Weitere Unterstützungsangebote
Auch Angebote wie Nachtpflege, Tagesbetreuung oder stundenweise Hilfe können entlasten. Wenn die Pflege zu Hause nicht mehr möglich ist, kann auch ein Umzug in eine Einrichtung neue Stabilität bringen. Eine besonders effektive Lösung zur Entlastung der Familie ist die 24-Stunden-Betreuung zu Hause. Diese Betreuung bietet zahlreiche Vorteile: Sie ermöglicht eine kontinuierliche Anwesenheit einer geschulten Betreuungsperson, die sofort auf nächtliche Unruhe reagieren kann. Ein großer Vorteil der 24-Stunden-Betreuung ist die individuelle Anpassung der Pflege an die Bedürfnisse des Demenzpatienten, was eine stabile und beruhigende Umgebung fördert. Für pflegende Angehörige bedeutet diese Art der Betreuung eine erhebliche Entlastung, da sie sich nicht mehr rund um die Uhr um die Pflege kümmern müssen und sich so ausreichend ausruhen können. Es gibt jedoch verschiedene Möglichkeiten der Pflegeunterstützung, die Angehörige entlasten können. Eine wichtige Unterstützung sind ambulante Pflegedienste, die regelmäßige Besuche durchführen und bei der Pflege helfen können. Eine weitere Möglichkeit ist die Inanspruchnahme von Tagespflegeeinrichtungen, in denen Demenzkranke tagsüber betreut werden. Dies gibt den pflegenden Angehörigen die Möglichkeit, sich zu erholen oder andere wichtige Aufgaben zu erledigen.
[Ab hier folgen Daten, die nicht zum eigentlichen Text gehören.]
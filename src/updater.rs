use crate::persist;
use log::debug;
use regex::Regex;
use std::io;
use std::path::{Path, PathBuf};
use thiserror::Error;

const RESERVED_GROUPS: [&str; 2] = ["pre", "post"];

#[derive(Debug, Error)]
pub enum PatternError {
    #[error("Invalid read pattern '{pattern}': {source}")]
    Invalid {
        pattern: String,
        #[source]
        source: regex::Error,
    },
    #[error("Read pattern '{pattern}' must not define a '{group}' capture group")]
    ReservedGroup { pattern: String, group: String },
}

#[derive(Debug, Error)]
pub enum UpdateError {
    #[error("File not found: '{}'", .0.display())]
    NotFound(PathBuf),
    #[error("Failed to read '{}': {source}", path.display())]
    Read {
        path: PathBuf,
        #[source]
        source: io::Error,
    },
    #[error("Failed to back up '{}': {source}", path.display())]
    Backup {
        path: PathBuf,
        #[source]
        source: io::Error,
    },
    #[error("Failed to write '{}': {source}", path.display())]
    Write {
        path: PathBuf,
        #[source]
        source: io::Error,
    },
}

/// A configured read pattern, wrapped so that everything around the version
/// token is captured as `pre` and `post`.
#[derive(Debug, Clone)]
pub struct LinePattern {
    regex: Regex,
}

impl LinePattern {
    pub fn new(read_regex: &str) -> Result<Self, PatternError> {
        let inner = Regex::new(read_regex).map_err(|source| PatternError::Invalid {
            pattern: read_regex.to_string(),
            source,
        })?;
        if let Some(group) = inner
            .capture_names()
            .flatten()
            .find(|name| RESERVED_GROUPS.contains(name))
        {
            return Err(PatternError::ReservedGroup {
                pattern: read_regex.to_string(),
                group: group.to_string(),
            });
        }

        let full = format!("^(?P<pre>.*)(?:{read_regex})(?P<post>.*)$");
        let regex = Regex::new(&full).map_err(|source| PatternError::Invalid {
            pattern: read_regex.to_string(),
            source,
        })?;
        Ok(Self { regex })
    }

    /// Returns `line` with the matched version token swapped for
    /// `replacement`, or `None` when the line does not match.
    ///
    /// `line` must not carry its line terminator.
    pub fn rewrite(&self, line: &str, replacement: &str) -> Option<String> {
        let captures = self.regex.captures(line)?;
        let pre = captures.name("pre").map_or("", |m| m.as_str());
        let post = captures.name("post").map_or("", |m| m.as_str());
        Some(format!("{pre}{replacement}{post}"))
    }
}

#[derive(Debug, Clone, Copy, Default, PartialEq, Eq)]
pub struct WriteOptions {
    /// Report only, leave the file untouched.
    pub dry_run: bool,
    /// Keep a `.bak` copy of the original before replacing it.
    pub backup: bool,
}

#[derive(Debug, Clone, PartialEq, Eq)]
pub struct FileUpdate {
    pub path: PathBuf,
    pub lines_modified: usize,
    pub written: bool,
    pub backup: Option<PathBuf>,
}

/// Rewrites every line of `contents` that matches `pattern`.
///
/// Line terminators are preserved as found. Returns the new contents and the
/// number of matched lines.
pub fn rewrite_lines(contents: &str, pattern: &LinePattern, replacement: &str) -> (String, usize) {
    let mut output = String::with_capacity(contents.len());
    let mut lines_modified = 0;

    for line in contents.split_inclusive('\n') {
        let (body, terminator) = split_terminator(line);
        match pattern.rewrite(body, replacement) {
            Some(rewritten) => {
                debug!("Rewrote line: '{}' -> '{}'", body, rewritten);
                output.push_str(&rewritten);
                lines_modified += 1;
            }
            None => output.push_str(body),
        }
        output.push_str(terminator);
    }

    (output, lines_modified)
}

fn split_terminator(line: &str) -> (&str, &str) {
    if let Some(body) = line.strip_suffix("\r\n") {
        (body, "\r\n")
    } else if let Some(body) = line.strip_suffix('\n') {
        (body, "\n")
    } else {
        (line, "")
    }
}

/// Substitutes `replacement` into every matching line of the file at `path`
/// and commits the result with a backup-then-atomic-replace.
pub fn update_file(
    path: impl AsRef<Path>,
    pattern: &LinePattern,
    replacement: &str,
    options: &WriteOptions,
) -> Result<FileUpdate, UpdateError> {
    let path = path.as_ref();
    let contents = std::fs::read_to_string(path).map_err(|source| {
        if source.kind() == io::ErrorKind::NotFound {
            UpdateError::NotFound(path.to_path_buf())
        } else {
            UpdateError::Read {
                path: path.to_path_buf(),
                source,
            }
        }
    })?;

    let (new_contents, lines_modified) = rewrite_lines(&contents, pattern, replacement);
    let mut update = FileUpdate {
        path: path.to_path_buf(),
        lines_modified,
        written: false,
        backup: None,
    };

    if new_contents == contents {
        debug!("'{}' is already up to date", path.display());
        return Ok(update);
    }
    if options.dry_run {
        debug!("Dry run, not writing '{}'", path.display());
        return Ok(update);
    }

    if options.backup {
        let backup = persist::backup(path).map_err(|source| UpdateError::Backup {
            path: path.to_path_buf(),
            source,
        })?;
        update.backup = Some(backup);
    }
    persist::write_atomic(path, &new_contents).map_err(|source| UpdateError::Write {
        path: path.to_path_buf(),
        source,
    })?;
    update.written = true;

    Ok(update)
}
Zusätzlich gibt es Selbsthilfegruppen und Beratungsstellen, die pflegenden Angehörigen Unterstützung und Austausch bieten.
Schlafstörungen als Vorbote von Demenz?
Zahlreiche Studien haben Schlafstörungen mit Demenzen in Verbindung gebracht. Es beginnt bei der Beobachtung, dass Patienten mit Morbus Alzheimer wenig schlafen. Untersuchungen an älteren Menschen haben gezeigt, dass Schlafmangel und Schlafstörungen häufig mit verminderten kognitiven Leistungen einhergehen. Es gibt Hinweise darauf, dass Schlafstörungen ein frühes Zeichen eines Morbus Alzheimer sein oder auch eine mögliche Ursache der Demenz sein könnten. Schlafstörungen könnten ein frühes Zeichen eines Morbus Alzheimer sein oder auch eine mögliche Ursache der Demenz.